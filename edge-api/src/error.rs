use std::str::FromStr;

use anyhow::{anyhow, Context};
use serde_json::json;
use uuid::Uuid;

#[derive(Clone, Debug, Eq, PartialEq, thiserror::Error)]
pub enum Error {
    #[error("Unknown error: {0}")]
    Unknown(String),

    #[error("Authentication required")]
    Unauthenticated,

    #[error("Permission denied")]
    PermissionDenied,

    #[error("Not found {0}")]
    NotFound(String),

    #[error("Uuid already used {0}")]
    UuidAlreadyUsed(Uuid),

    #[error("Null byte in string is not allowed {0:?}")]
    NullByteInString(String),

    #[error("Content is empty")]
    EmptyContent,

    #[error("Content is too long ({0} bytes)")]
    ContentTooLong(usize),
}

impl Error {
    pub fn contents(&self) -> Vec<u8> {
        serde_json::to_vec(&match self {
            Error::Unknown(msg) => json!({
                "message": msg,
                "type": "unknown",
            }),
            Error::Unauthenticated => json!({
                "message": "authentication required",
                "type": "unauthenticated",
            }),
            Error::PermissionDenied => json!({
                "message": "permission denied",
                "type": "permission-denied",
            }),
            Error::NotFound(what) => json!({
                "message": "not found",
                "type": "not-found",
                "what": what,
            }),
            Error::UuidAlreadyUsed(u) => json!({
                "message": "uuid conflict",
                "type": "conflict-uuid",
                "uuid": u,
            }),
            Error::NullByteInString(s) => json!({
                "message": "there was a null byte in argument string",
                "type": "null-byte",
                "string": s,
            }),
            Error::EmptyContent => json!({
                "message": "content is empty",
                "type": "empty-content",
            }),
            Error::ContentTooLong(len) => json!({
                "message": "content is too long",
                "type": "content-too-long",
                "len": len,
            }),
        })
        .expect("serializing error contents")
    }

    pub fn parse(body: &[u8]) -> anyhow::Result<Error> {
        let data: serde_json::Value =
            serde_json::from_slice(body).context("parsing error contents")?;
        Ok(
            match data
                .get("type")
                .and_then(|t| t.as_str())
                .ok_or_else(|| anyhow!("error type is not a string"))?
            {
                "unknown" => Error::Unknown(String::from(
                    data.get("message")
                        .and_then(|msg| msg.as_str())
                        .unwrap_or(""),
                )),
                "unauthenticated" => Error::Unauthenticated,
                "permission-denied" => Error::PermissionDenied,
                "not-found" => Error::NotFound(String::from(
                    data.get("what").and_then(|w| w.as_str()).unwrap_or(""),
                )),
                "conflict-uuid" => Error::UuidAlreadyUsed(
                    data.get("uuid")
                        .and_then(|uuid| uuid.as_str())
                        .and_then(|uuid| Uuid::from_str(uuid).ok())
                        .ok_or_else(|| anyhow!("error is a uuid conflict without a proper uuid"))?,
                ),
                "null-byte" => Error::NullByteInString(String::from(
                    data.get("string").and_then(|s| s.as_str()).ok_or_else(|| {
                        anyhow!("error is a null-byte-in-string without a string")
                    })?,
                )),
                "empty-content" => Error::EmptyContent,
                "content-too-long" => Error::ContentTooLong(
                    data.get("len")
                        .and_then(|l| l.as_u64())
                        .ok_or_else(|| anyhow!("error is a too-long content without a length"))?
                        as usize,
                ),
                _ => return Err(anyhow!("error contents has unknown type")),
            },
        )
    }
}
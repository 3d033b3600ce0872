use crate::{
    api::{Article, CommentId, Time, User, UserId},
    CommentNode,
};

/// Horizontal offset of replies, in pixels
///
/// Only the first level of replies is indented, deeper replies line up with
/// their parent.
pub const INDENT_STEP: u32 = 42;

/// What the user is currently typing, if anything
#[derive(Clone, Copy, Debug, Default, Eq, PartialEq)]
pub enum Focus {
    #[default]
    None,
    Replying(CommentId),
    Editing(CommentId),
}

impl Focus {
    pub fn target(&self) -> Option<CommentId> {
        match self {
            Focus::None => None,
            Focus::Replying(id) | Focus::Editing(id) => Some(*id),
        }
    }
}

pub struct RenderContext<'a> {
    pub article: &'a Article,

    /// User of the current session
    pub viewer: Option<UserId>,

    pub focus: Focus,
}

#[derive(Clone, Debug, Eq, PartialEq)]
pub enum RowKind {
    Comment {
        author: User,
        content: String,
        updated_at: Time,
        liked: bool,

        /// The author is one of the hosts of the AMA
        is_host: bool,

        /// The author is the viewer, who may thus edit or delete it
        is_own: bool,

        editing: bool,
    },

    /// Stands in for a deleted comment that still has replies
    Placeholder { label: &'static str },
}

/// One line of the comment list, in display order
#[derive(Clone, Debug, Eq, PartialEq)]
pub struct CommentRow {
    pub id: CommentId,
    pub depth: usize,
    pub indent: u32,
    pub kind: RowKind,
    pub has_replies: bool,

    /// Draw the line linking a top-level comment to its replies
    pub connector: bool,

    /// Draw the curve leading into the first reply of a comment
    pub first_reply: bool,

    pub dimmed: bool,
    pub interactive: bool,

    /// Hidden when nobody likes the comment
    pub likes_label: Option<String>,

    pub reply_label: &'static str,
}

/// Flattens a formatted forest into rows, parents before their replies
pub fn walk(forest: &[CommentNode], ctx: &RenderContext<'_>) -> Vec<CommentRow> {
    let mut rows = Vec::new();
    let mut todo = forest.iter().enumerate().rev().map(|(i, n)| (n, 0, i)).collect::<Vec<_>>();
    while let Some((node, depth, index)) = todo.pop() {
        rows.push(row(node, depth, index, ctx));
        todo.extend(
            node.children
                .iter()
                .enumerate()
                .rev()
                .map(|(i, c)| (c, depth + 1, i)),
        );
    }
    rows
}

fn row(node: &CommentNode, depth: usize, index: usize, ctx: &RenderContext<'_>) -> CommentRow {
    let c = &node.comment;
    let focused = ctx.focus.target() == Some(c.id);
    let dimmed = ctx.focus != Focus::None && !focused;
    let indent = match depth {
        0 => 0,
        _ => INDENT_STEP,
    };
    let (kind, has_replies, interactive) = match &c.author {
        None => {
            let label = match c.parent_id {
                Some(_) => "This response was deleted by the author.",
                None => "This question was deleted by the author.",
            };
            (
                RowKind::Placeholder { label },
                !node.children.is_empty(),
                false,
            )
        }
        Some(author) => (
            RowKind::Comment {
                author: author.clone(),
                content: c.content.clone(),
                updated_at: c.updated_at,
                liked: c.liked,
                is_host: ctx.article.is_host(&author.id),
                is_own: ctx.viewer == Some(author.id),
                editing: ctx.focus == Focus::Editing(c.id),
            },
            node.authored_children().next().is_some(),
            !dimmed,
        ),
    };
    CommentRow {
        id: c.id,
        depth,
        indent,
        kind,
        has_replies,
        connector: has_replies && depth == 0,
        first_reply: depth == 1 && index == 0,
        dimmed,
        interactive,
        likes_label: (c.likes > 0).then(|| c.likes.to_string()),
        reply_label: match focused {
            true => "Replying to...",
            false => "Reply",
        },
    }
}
····················
Task item:
Within the material above, show every line that includes "todo".

Exercise solution:
    let mut todo = forest.iter().enumerate().rev().map(|(i, n)| (n, 0, i)).collect::<Vec<_>>();
    while let Some((node, depth, index)) = todo.pop() {
        todo.extend(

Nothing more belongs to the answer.